What is being asked: Search each line of the data for the word "MovieCatalog"; copy every line where it is found.

Stored records:
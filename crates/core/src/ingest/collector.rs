use crate::domain::movie::{CandidateRecord, CollectionType};
use crate::env_or;
use crate::ingest::provider::{DiscoverQuery, MovieCatalog};
use rand::Rng;
use std::collections::HashSet;

/// Which pages a strategy visits.
#[derive(Debug, Clone, PartialEq, Eq)]
pub enum PagePlan {
    /// Pages `first..=last`, in order.
    Sequential { first: u32, last: u32 },
    /// `count` distinct pages drawn uniformly from `from..=to`. Keeps the corpus from
    /// only ever seeing the most popular listings.
    Random { from: u32, to: u32, count: usize },
}

impl PagePlan {
    pub fn pages<R: Rng + ?Sized>(&self, rng: &mut R) -> Vec<u32> {
        match *self {
            PagePlan::Sequential { first, last } => (first..=last).collect(),
            PagePlan::Random { from, to, count } => {
                if to < from {
                    return Vec::new();
                }
                let span = (to - from + 1) as usize;
                rand::seq::index::sample(rng, span, count.min(span))
                    .into_iter()
                    .map(|i| from + i as u32)
                    .collect()
            }
        }
    }
}

#[derive(Debug, Clone, PartialEq)]
pub struct SamplingStrategy {
    pub tag: CollectionType,
    pub sort_by: &'static str,
    pub min_votes: u32,
    pub pages: PagePlan,
}

/// The collection plan, in priority order. A movie keeps the tag of the first
/// strategy here that returned it.
pub fn default_strategies() -> Vec<SamplingStrategy> {
    vec![
        SamplingStrategy {
            tag: CollectionType::TopRevenue,
            sort_by: "revenue.desc",
            min_votes: 50,
            pages: PagePlan::Sequential { first: 1, last: 20 },
        },
        SamplingStrategy {
            tag: CollectionType::TopRated,
            sort_by: "vote_average.desc",
            min_votes: 500,
            pages: PagePlan::Sequential { first: 1, last: 10 },
        },
        SamplingStrategy {
            tag: CollectionType::LowRated,
            sort_by: "vote_average.asc",
            min_votes: 100,
            pages: PagePlan::Sequential { first: 1, last: 10 },
        },
        SamplingStrategy {
            tag: CollectionType::RandomPick,
            sort_by: "popularity.desc",
            min_votes: 50,
            pages: PagePlan::Random {
                from: 50,
                to: 500,
                count: 100,
            },
        },
    ]
}

#[derive(Debug, Clone)]
pub struct CollectorOptions {
    pub strategies: Vec<SamplingStrategy>,
    /// Stop once this many unique candidates are held.
    pub max_candidates: Option<usize>,
}

impl Default for CollectorOptions {
    fn default() -> Self {
        Self {
            strategies: default_strategies(),
            max_candidates: None,
        }
    }
}

impl CollectorOptions {
    pub fn from_env() -> Self {
        let mut out = Self::default();

        if let Ok(s) = std::env::var("COLLECT_MAX_CANDIDATES") {
            if let Ok(n) = s.parse::<usize>() {
                out.max_candidates = Some(n);
            }
        }

        let random_pages: usize = env_or("COLLECT_RANDOM_PAGES", 100);
        for strategy in &mut out.strategies {
            if let PagePlan::Random { count, .. } = &mut strategy.pages {
                *count = random_pages;
            }
        }

        out
    }
}

#[derive(Debug, Clone, Default, PartialEq, Eq)]
pub struct CollectionStats {
    pub pages_requested: usize,
    pub pages_failed: usize,
    pub duplicates_skipped: usize,
}

#[derive(Debug, Clone)]
pub struct Collection {
    pub candidates: Vec<CandidateRecord>,
    pub stats: CollectionStats,
}

/// Runs every strategy in order against `catalog`, keeping the first sighting of each id.
pub async fn collect_candidates<R: Rng + ?Sized>(
    catalog: &dyn MovieCatalog,
    opts: &CollectorOptions,
    rng: &mut R,
) -> Collection {
    let mut seen = HashSet::<i64>::new();
    let mut candidates = Vec::new();
    let mut stats = CollectionStats::default();

    'strategies: for strategy in &opts.strategies {
        let before = candidates.len();

        for page in strategy.pages.pages(rng) {
            if reached(opts.max_candidates, candidates.len()) {
                break 'strategies;
            }

            let query = DiscoverQuery {
                sort_by: strategy.sort_by,
                min_votes: strategy.min_votes,
                page,
            };
            stats.pages_requested += 1;

            let items = match catalog.discover_page(&query).await {
                Ok(items) => items,
                Err(err) => {
                    stats.pages_failed += 1;
                    tracing::warn!(
                        provider = catalog.provider_name(),
                        strategy = strategy.tag.as_str(),
                        page,
                        error = %err,
                        "discover page failed; treating as empty"
                    );
                    continue;
                }
            };

            for item in items {
                if reached(opts.max_candidates, candidates.len()) {
                    break;
                }
                if !seen.insert(item.id) {
                    stats.duplicates_skipped += 1;
                    continue;
                }
                candidates.push(item.into_candidate(strategy.tag));
            }
        }

        tracing::info!(
            strategy = strategy.tag.as_str(),
            added = candidates.len() - before,
            total = candidates.len(),
            "collection strategy finished"
        );
    }

    tracing::info!(
        provider = catalog.provider_name(),
        candidates = candidates.len(),
        pages_requested = stats.pages_requested,
        pages_failed = stats.pages_failed,
        duplicates_skipped = stats.duplicates_skipped,
        "candidate collection finished"
    );

    Collection { candidates, stats }
}

fn reached(max: Option<usize>, len: usize) -> bool {
    max.is_some_and(|m| len >= m)
}
use crate::domain::track::{Artist, RankedTrack, TopTrack};
use anyhow::Context;

/// Replace an account's top tracks with a fresh sync, upserting the artists they point at.
pub async fn replace_top_tracks(
    pool: &sqlx::PgPool,
    account_id: &str,
    artists: &[Artist],
    tracks: &[TopTrack],
) -> anyhow::Result<u64> {
    let mut tx = pool.begin().await.context("begin transaction failed")?;

    if !artists.is_empty() {
        let mut qb = sqlx::QueryBuilder::new(
            "INSERT INTO spotify_artists (spotify_id, name, popularity, followers_total, genres) ",
        );
        qb.push_values(artists, |mut b, a| {
            b.push_bind(&a.spotify_id)
                .push_bind(&a.name)
                .push_bind(a.popularity)
                .push_bind(a.followers_total)
                .push_bind(&a.genres);
        });
        qb.push(
            " ON CONFLICT (spotify_id) DO UPDATE \
               SET name = EXCLUDED.name, popularity = EXCLUDED.popularity, \
                   followers_total = EXCLUDED.followers_total, genres = EXCLUDED.genres",
        );
        qb.build()
            .persistent(false)
            .execute(&mut *tx)
            .await
            .context("upsert spotify_artists failed")?;
    }

    sqlx::query("DELETE FROM spotify_top_tracks WHERE account_id = $1")
        .persistent(false)
        .bind(account_id)
        .execute(&mut *tx)
        .await
        .context("delete spotify_top_tracks failed")?;

    let mut inserted = 0u64;
    if !tracks.is_empty() {
        let mut qb = sqlx::QueryBuilder::new(
            "INSERT INTO spotify_top_tracks \
             (account_id, ranking, spotify_id, name, popularity, duration_ms, release_year, genre, artist_id) ",
        );
        qb.push_values(tracks, |mut b, t| {
            b.push_bind(account_id)
                .push_bind(t.ranking)
                .push_bind(&t.spotify_id)
                .push_bind(&t.name)
                .push_bind(t.popularity)
                .push_bind(t.duration_ms)
                .push_bind(t.release_year)
                .push_bind(&t.genre)
                .push_bind(&t.artist_id);
        });
        inserted = qb
            .build()
            .persistent(false)
            .execute(&mut *tx)
            .await
            .context("insert spotify_top_tracks failed")?
            .rows_affected();
    }

    tx.commit().await.context("commit transaction failed")?;
    Ok(inserted)
}

pub async fn load_ranked_tracks(
    pool: &sqlx::PgPool,
    account_id: &str,
    ranking_limit: Option<i32>,
) -> anyhow::Result<Vec<RankedTrack>> {
    let rows = sqlx::query_as::<_, (i32, String, String, Option<i32>, Option<i32>, String)>(
        "SELECT t.ranking, t.name, t.genre, t.popularity, t.release_year, a.name \
         FROM spotify_top_tracks t \
         JOIN spotify_artists a ON a.spotify_id = t.artist_id \
         WHERE t.account_id = $1 AND ($2::int IS NULL OR t.ranking <= $2) \
         ORDER BY t.ranking",
    )
    .persistent(false)
    .bind(account_id)
    .bind(ranking_limit)
    .fetch_all(pool)
    .await
    .context("select spotify_top_tracks failed")?;

    Ok(rows
        .into_iter()
        .map(
            |(ranking, name, genre, popularity, release_year, artist_name)| RankedTrack {
                ranking,
                name,
                genre,
                popularity,
                release_year,
                artist_name,
            },
        )
        .collect())
}
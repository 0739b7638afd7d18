use anyhow::Context;
use chrono::{DateTime, Utc};
use uuid::Uuid;

/// Audit row for one batch run (`collect`, `sync-tracks`, ...).
pub async fn record_sync_run(
    pool: &sqlx::PgPool,
    job: &str,
    account_id: Option<&str>,
    status: &str,
    summary: serde_json::Value,
    error: Option<&str>,
) -> anyhow::Result<Uuid> {
    let id = Uuid::new_v4();
    let finished_at: DateTime<Utc> = Utc::now();

    sqlx::query(
        "INSERT INTO sync_runs (id, job, account_id, finished_at, status, summary, error) \
         VALUES ($1, $2, $3, $4, $5, $6, $7)",
    )
    .persistent(false)
    .bind(id)
    .bind(job)
    .bind(account_id)
    .bind(finished_at)
    .bind(status)
    .bind(summary)
    .bind(error)
    .execute(pool)
    .await
    .context("insert sync_runs failed")?;

    Ok(id)
}
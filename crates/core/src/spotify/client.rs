use crate::domain::token::AuthToken;
use crate::spotify::MusicApi;
use anyhow::{Context, Result};
use serde::de::DeserializeOwned;
use serde::Deserialize;
use std::time::Duration;

const DEFAULT_API_URL: &str = "https://api.spotify.com/v1";
const DEFAULT_TIMEOUT_SECS: u64 = 30;

/// Unauthenticated handle to the Web API; hands out per-token clients.
#[derive(Debug, Clone)]
pub struct SpotifyApi {
    http: reqwest::Client,
    base_url: String,
}

impl SpotifyApi {
    pub fn new(base_url: impl Into<String>) -> Result<Self> {
        let http = reqwest::Client::builder()
            .timeout(Duration::from_secs(DEFAULT_TIMEOUT_SECS))
            .build()
            .context("failed to build Spotify http client")?;
        Ok(Self {
            http,
            base_url: base_url.into(),
        })
    }

    pub fn from_env() -> Result<Self> {
        let base_url =
            std::env::var("SPOTIFY_API_URL").unwrap_or_else(|_| DEFAULT_API_URL.to_string());
        Self::new(base_url)
    }

    pub fn with_token(&self, token: &AuthToken) -> SpotifyClient {
        self.with_access_token(&token.access_token)
    }

    pub fn with_access_token(&self, access_token: &str) -> SpotifyClient {
        SpotifyClient {
            http: self.http.clone(),
            base_url: self.base_url.clone(),
            access_token: access_token.to_string(),
        }
    }
}

/// Web API client bound to one bearer token.
#[derive(Debug, Clone)]
pub struct SpotifyClient {
    http: reqwest::Client,
    base_url: String,
    access_token: String,
}

impl SpotifyClient {
    pub fn access_token(&self) -> &str {
        &self.access_token
    }

    fn url(&self, path: &str) -> String {
        format!(
            "{}/{}",
            self.base_url.trim_end_matches('/'),
            path.trim_start_matches('/')
        )
    }

    async fn get_json<T: DeserializeOwned>(&self, path: &str, params: &[(&str, String)]) -> Result<T> {
        let res = self
            .http
            .get(self.url(path))
            .bearer_auth(&self.access_token)
            .query(params)
            .send()
            .await
            .with_context(|| format!("Spotify request failed: {path}"))?;

        let status = res.status();
        let text = res
            .text()
            .await
            .with_context(|| format!("failed to read Spotify response: {path}"))?;
        if !status.is_success() {
            anyhow::bail!("Spotify HTTP {status} for {path}: {text}");
        }

        serde_json::from_str::<T>(&text)
            .with_context(|| format!("failed to parse Spotify response: {path}"))
    }
}

#[async_trait::async_trait]
impl MusicApi for SpotifyClient {
    async fn me(&self) -> Result<UserProfile> {
        self.get_json("me", &[]).await
    }

    async fn top_tracks(&self, limit: u32, offset: u32, time_range: &str) -> Result<Page<TrackObject>> {
        self.get_json(
            "me/top/tracks",
            &[
                ("limit", limit.to_string()),
                ("offset", offset.to_string()),
                ("time_range", time_range.to_string()),
            ],
        )
        .await
    }

    async fn artists(&self, ids: &[String]) -> Result<Vec<ArtistObject>> {
        let res: ArtistsResponse = self.get_json("artists", &[("ids", ids.join(","))]).await?;
        Ok(res.artists.into_iter().flatten().collect())
    }

    async fn albums(&self, ids: &[String]) -> Result<Vec<AlbumObject>> {
        let res: AlbumsResponse = self.get_json("albums", &[("ids", ids.join(","))]).await?;
        Ok(res.albums.into_iter().flatten().collect())
    }
}

#[derive(Debug, Clone, Deserialize)]
pub struct UserProfile {
    pub id: String,
    #[serde(default)]
    pub display_name: Option<String>,
}

#[derive(Debug, Clone, Deserialize)]
pub struct Page<T> {
    #[serde(default = "Vec::new")]
    pub items: Vec<T>,
    #[serde(default)]
    pub total: Option<u32>,
    #[serde(default)]
    pub next: Option<String>,
}

#[derive(Debug, Clone, Deserialize)]
pub struct TrackObject {
    #[serde(default)]
    pub id: Option<String>,
    pub name: String,
    #[serde(default)]
    pub popularity: Option<i32>,
    #[serde(default)]
    pub duration_ms: Option<i64>,
    #[serde(default)]
    pub artists: Vec<ArtistRef>,
    #[serde(default)]
    pub album: Option<AlbumRef>,
}

#[derive(Debug, Clone, Deserialize)]
pub struct ArtistRef {
    #[serde(default)]
    pub id: Option<String>,
    pub name: String,
}

#[derive(Debug, Clone, Deserialize)]
pub struct AlbumRef {
    #[serde(default)]
    pub id: Option<String>,
    #[serde(default)]
    pub release_date: Option<String>,
}

#[derive(Debug, Clone, Deserialize)]
pub struct ArtistObject {
    pub id: String,
    pub name: String,
    #[serde(default)]
    pub popularity: Option<i32>,
    #[serde(default)]
    pub followers: Option<Followers>,
    #[serde(default)]
    pub genres: Vec<String>,
}

#[derive(Debug, Clone, Deserialize)]
pub struct Followers {
    #[serde(default)]
    pub total: Option<i64>,
}

#[derive(Debug, Clone, Deserialize)]
pub struct AlbumObject {
    pub id: String,
    #[serde(default)]
    pub release_date: Option<String>,
}

// Unknown ids come back as `null` entries.
#[derive(Debug, Deserialize)]
struct ArtistsResponse {
    #[serde(default)]
    artists: Vec<Option<ArtistObject>>,
}

#[derive(Debug, Deserialize)]
struct AlbumsResponse {
    #[serde(default)]
    albums: Vec<Option<AlbumObject>>,
}
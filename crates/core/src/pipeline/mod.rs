pub mod aggregate;
pub mod preprocess;
pub mod stats;

use crate::ingest::collector::CollectorOptions;
use crate::ingest::enricher::EnrichOptions;
use crate::ingest::tmdb::TmdbOptions;
use aggregate::AggregateOptions;
use preprocess::PreprocessOptions;
use std::path::PathBuf;

const DEFAULT_DATA_DIR: &str = "data";
pub const RAW_FILE: &str = "tmdb_movies_raw.csv";
pub const CLEANED_FILE: &str = "tmdb_movies_cleaned.csv";
pub const REPORT_FILE: &str = "genre_report.json";

/// Every knob of the movie pipeline, resolved once at startup and handed to each stage.
#[derive(Debug, Clone)]
pub struct PipelineConfig {
    pub data_dir: PathBuf,
    pub tmdb: TmdbOptions,
    pub collector: CollectorOptions,
    pub enrich: EnrichOptions,
    pub preprocess: PreprocessOptions,
    pub aggregate: AggregateOptions,
}

impl Default for PipelineConfig {
    fn default() -> Self {
        Self {
            data_dir: PathBuf::from(DEFAULT_DATA_DIR),
            tmdb: TmdbOptions::default(),
            collector: CollectorOptions::default(),
            enrich: EnrichOptions::default(),
            preprocess: PreprocessOptions::default(),
            aggregate: AggregateOptions::default(),
        }
    }
}

impl PipelineConfig {
    pub fn from_env() -> Self {
        Self {
            data_dir: std::env::var("PIPELINE_DATA_DIR")
                .ok()
                .filter(|s| !s.trim().is_empty())
                .map(PathBuf::from)
                .unwrap_or_else(|| PathBuf::from(DEFAULT_DATA_DIR)),
            tmdb: TmdbOptions::from_env(),
            collector: CollectorOptions::from_env(),
            enrich: EnrichOptions::from_env(),
            preprocess: PreprocessOptions::from_env(),
            aggregate: AggregateOptions::from_env(),
        }
    }

    pub fn raw_path(&self) -> PathBuf {
        self.data_dir.join(RAW_FILE)
    }

    pub fn cleaned_path(&self) -> PathBuf {
        self.data_dir.join(CLEANED_FILE)
    }

    pub fn report_path(&self) -> PathBuf {
        self.data_dir.join(REPORT_FILE)
    }
}
use crate::domain::movie::{CandidateRecord, CollectionType, MovieDetail};
use serde::Deserialize;

#[derive(Debug, Clone, Deserialize)]
pub struct DiscoverResponse {
    #[serde(default)]
    pub page: u32,
    #[serde(default)]
    pub results: Vec<DiscoverMovie>,
    #[serde(default)]
    pub total_pages: u32,
}

#[derive(Debug, Clone, Deserialize)]
pub struct DiscoverMovie {
    pub id: i64,
    #[serde(default)]
    pub title: String,
    #[serde(default)]
    pub release_date: Option<String>,
    #[serde(default)]
    pub vote_average: f64,
    #[serde(default)]
    pub vote_count: i64,
    #[serde(default)]
    pub popularity: f64,
}

impl DiscoverMovie {
    pub fn into_candidate(self, collection_type: CollectionType) -> CandidateRecord {
        CandidateRecord {
            id: self.id,
            title: self.title,
            release_date: self.release_date.unwrap_or_default(),
            vote_average: self.vote_average,
            vote_count: self.vote_count,
            popularity: self.popularity,
            collection_type,
        }
    }
}

#[derive(Debug, Clone, Deserialize)]
pub struct MovieDetailResponse {
    pub id: i64,
    #[serde(default)]
    pub budget: Option<i64>,
    #[serde(default)]
    pub revenue: Option<i64>,
    #[serde(default)]
    pub runtime: Option<i64>,
    #[serde(default)]
    pub genres: Vec<NamedGenre>,
    #[serde(default)]
    pub production_countries: Vec<ProductionCountry>,
    #[serde(default)]
    pub status: Option<String>,
}

#[derive(Debug, Clone, Deserialize)]
pub struct NamedGenre {
    #[serde(default)]
    pub name: String,
}

#[derive(Debug, Clone, Deserialize)]
pub struct ProductionCountry {
    #[serde(default)]
    pub iso_3166_1: String,
}

impl From<MovieDetailResponse> for MovieDetail {
    fn from(resp: MovieDetailResponse) -> Self {
        Self {
            budget: resp.budget.unwrap_or(0),
            revenue: resp.revenue.unwrap_or(0),
            runtime: resp.runtime,
            genres: resp
                .genres
                .into_iter()
                .map(|g| g.name)
                .filter(|s| !s.trim().is_empty())
                .collect(),
            countries: resp
                .production_countries
                .into_iter()
                .map(|c| c.iso_3166_1)
                .filter(|s| !s.trim().is_empty())
                .collect(),
            status: resp.status.unwrap_or_default(),
        }
    }
}
pub mod movie;
pub mod token;
pub mod track;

Task result:
use crate::ingest::provider::{DiscoverQuery, MovieCatalog};
    catalog: &dyn MovieCatalog,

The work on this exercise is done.